If Australia had a sense of humour they should have killed the power at midnight for like 10 minutes to freak everyone in the world out
FYI – They won’t let you just pick a kid to take with you from the Lost & Found at Toys R Us. You actually have to be the parent.
License and registration please.
“Bears.”
Excuse me?
“Beaaaaars.”
Are you drunk sir?
“BEAAAARS!”
Stop saying bea-
*cop is mauled by bears*
3 Best Uses for Oven Timers:
1. Remind you of beer in the freezer
2. Pizza rolls
3. Notify guests when their time’s up & they should leave
“I don’t have that many gray hairs. I’ll just pluck them out.”
aaaaand….now I’m bald.
[Batman’s parents return after 40 years]
Surprise!! Wait, wtf are you wearing?
4: When can I wear 13 shirts?
Me: When you live in NYC and get in an argument with your roommate and decide to put on all of his clothes
Someone told me that Jaws isn’t even a real shark and that he doesn’t live in lakes. That’s the craziest talk I’ve ever heard.

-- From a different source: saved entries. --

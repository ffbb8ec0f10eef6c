//! Version-mismatch policy.

use mullion_proto::VersionMatch;

/// How an endpoint treats a peer speaking a different protocol version.
///
/// The lenient default tolerates any mismatch with a warning, which keeps
/// independently deployed frontends talking across rollouts. Strict mode
/// rejects major-version mismatches (and unparseable versions) outright.
#[derive(Debug, Clone, Copy, Default, PartialEq, Eq)]
pub enum VersionPolicy {
    /// Warn on any mismatch, process the message anyway.
    #[default]
    Lenient,
    /// Reject major mismatches and unparseable versions; warn on
    /// minor/patch drift.
    Strict,
}

/// Outcome of applying a [`VersionPolicy`] to a classified version.
#[derive(Debug, Clone, Copy, PartialEq, Eq)]
pub enum VersionDecision {
    /// Versions agree; process silently.
    Accept,
    /// Mismatch tolerated; process after logging a warning.
    Warn,
    /// Mismatch not tolerated; drop the message.
    Reject,
}

impl VersionPolicy {
    /// Decide what to do with a message at the given version distance.
    pub fn decide(self, matched: VersionMatch) -> VersionDecision {
        match (self, matched) {
            (_, VersionMatch::Exact) => VersionDecision::Accept,
            (Self::Lenient, _) => VersionDecision::Warn,
            (Self::Strict, matched) => {
                if matched.acceptable_under_strict() {
                    VersionDecision::Warn
                } else {
                    VersionDecision::Reject
                }
            },
        }
    }
}
//! Deterministic loopback harness for the Mullion protocol.
//!
//! Wires a real [`mullion_shell::FrameHost`] and a real
//! [`mullion_app::AccountClient`] back to back through queued in-memory
//! transports, with virtual time. Nothing is mocked below the endpoints:
//! the bytes crossing the harness are exactly the values a page would hand
//! to its cross-document channel, so integration tests exercise the same
//! validation pipeline production does.
//!
//! The "network" of this protocol is same-thread message posting between
//! two documents, so the harness models it as two queues pumped to
//! quiescence ([`World::pump`]) and a manually advanced clock
//! ([`World::advance`]) - arrival order is delivery order, exactly like
//! the browser's event loop.
#![forbid(unsafe_code)]
#![warn(missing_docs)]

pub mod fakes;
pub mod world;

pub use fakes::{DeadTransport, QueueTransport, RecordingRouter, ScriptedWallet};
pub use world::{ACCOUNT_ORIGIN, SHELL_ORIGIN, World};
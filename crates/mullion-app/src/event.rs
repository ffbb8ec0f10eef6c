//! Events produced for the embedded app's runtime.

use mullion_proto::{Query, RequestId, ThemeMode, WalletState};
use serde_json::Value;

/// Why a request failed.
#[derive(Debug, Clone, PartialEq, Eq, thiserror::Error)]
pub enum RequestError {
    /// No response arrived before the request's deadline.
    #[error("request timed out")]
    Timeout,

    /// The Shell answered with an error.
    #[error("{0}")]
    Remote(String),
}

/// Actions produced by the [`crate::AccountClient`] for the app runtime
/// to execute.
///
/// The runtime consumes these through one exhaustive match - adding a
/// variant forces every consumer to handle it.
#[derive(Debug, Clone, PartialEq)]
pub enum AccountEvent {
    /// The host wallet's connectivity changed.
    WalletChanged(WalletState),

    /// The host switched color themes.
    ThemeChanged(ThemeMode),

    /// The host asks the app to navigate.
    Navigate {
        /// Target path inside the app.
        path: String,
        /// Query parameters (empty when the host sent none).
        query: Query,
    },

    /// A request reached its terminal outcome: the Shell's answer, or a
    /// timeout.
    RequestSettled {
        /// The request this settles.
        request_id: RequestId,
        /// Response data on success, [`RequestError`] otherwise.
        result: Result<Option<Value>, RequestError>,
    },
}
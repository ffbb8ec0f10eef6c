//! Transport seam over the embedder's cross-document messaging channel.

use serde_json::Value;

/// Posts structured-clone JSON values into the peer frame.
///
/// Production embedders wrap a frame window handle; the test harness
/// records posts into a queue. Either way the endpoint logic is identical.
///
/// `target_origin` is the origin the message is addressed to. An
/// implementation must not deliver to a document whose origin differs -
/// this is the outbound half of the origin discipline ([`crate::origin`]
/// is the inbound half).
pub trait FrameTransport {
    /// Post one message value to the peer frame.
    ///
    /// # Errors
    ///
    /// Returns [`TransportError::Detached`] when the peer window no longer
    /// exists (frame torn down between bind and send).
    fn post(&mut self, message: &Value, target_origin: &str) -> Result<(), TransportError>;
}

/// Failure while posting into the peer frame.
#[derive(Debug, thiserror::Error)]
pub enum TransportError {
    /// The peer window has been destroyed.
    #[error("peer frame window is detached")]
    Detached,

    /// Embedder-specific failure.
    #[error("transport failure: {0}")]
    Other(String),
}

Now this is how you LinkedIn
Look picnics, if I wanted to spend three hours protecting my food with a spork, I’d just go to prison.
Him: Let’s role play.
Me: What did you have in mind?
Him: Well, I know how much you love the 80s…
Me: You want me to blow you like an Atari cartridge?
*Jumps out of bed
“Seize the day!!”
*Stubs toe
*Calls in sick
Friend: you look great man, what are you doing for exercise
Me: well tbh, 70% of my cardio comes from grinding fresh pepper
Doctor *as I wake up after an accident* I’m afraid your body’s in a terrible condition
Me: oh no
Doctor: and then you were in an accident
I would describe my conference call personality as “also there”
Equally cool alternatives to air guitar:
Air slap bass
Air harmonica
Silent pig auctions
Balloons hitting people
The letter Q
ME: *trying to remember name of someone I met 2 minutes ago*
BRAIN: “Nope. I got nothing. Unless you want complete lyrics to 90s songs?”
Friend: What’s wrong? Is everything OK?
Me: I don’t want to talk about it.
Also me: [To 20,000 strangers on the internet] you guys ARE NOT going to believe this SHIT
I suspect the ancient Greeks would be horrified that we refer to ‘laying on a couch all weekend watching a TV series’ as a “marathon”…
I may or may not have a joke about Schrodinger’s cat.
Marie Kondo Vs. Hoarders
“Do these 370 cats bring you joy?”
“Yes. Get out!”
lieutenant: we did it, after all these years we caught the floppy disk bandit
officer: lol wtf is a floppy disk
floppy disk bandit: *intense sobbing*
[Wine tasting]
Me: Yep. Wine.
The three things Im grateful for:
1. Family
2. Friends
3. Caller ID to avoid family and friends.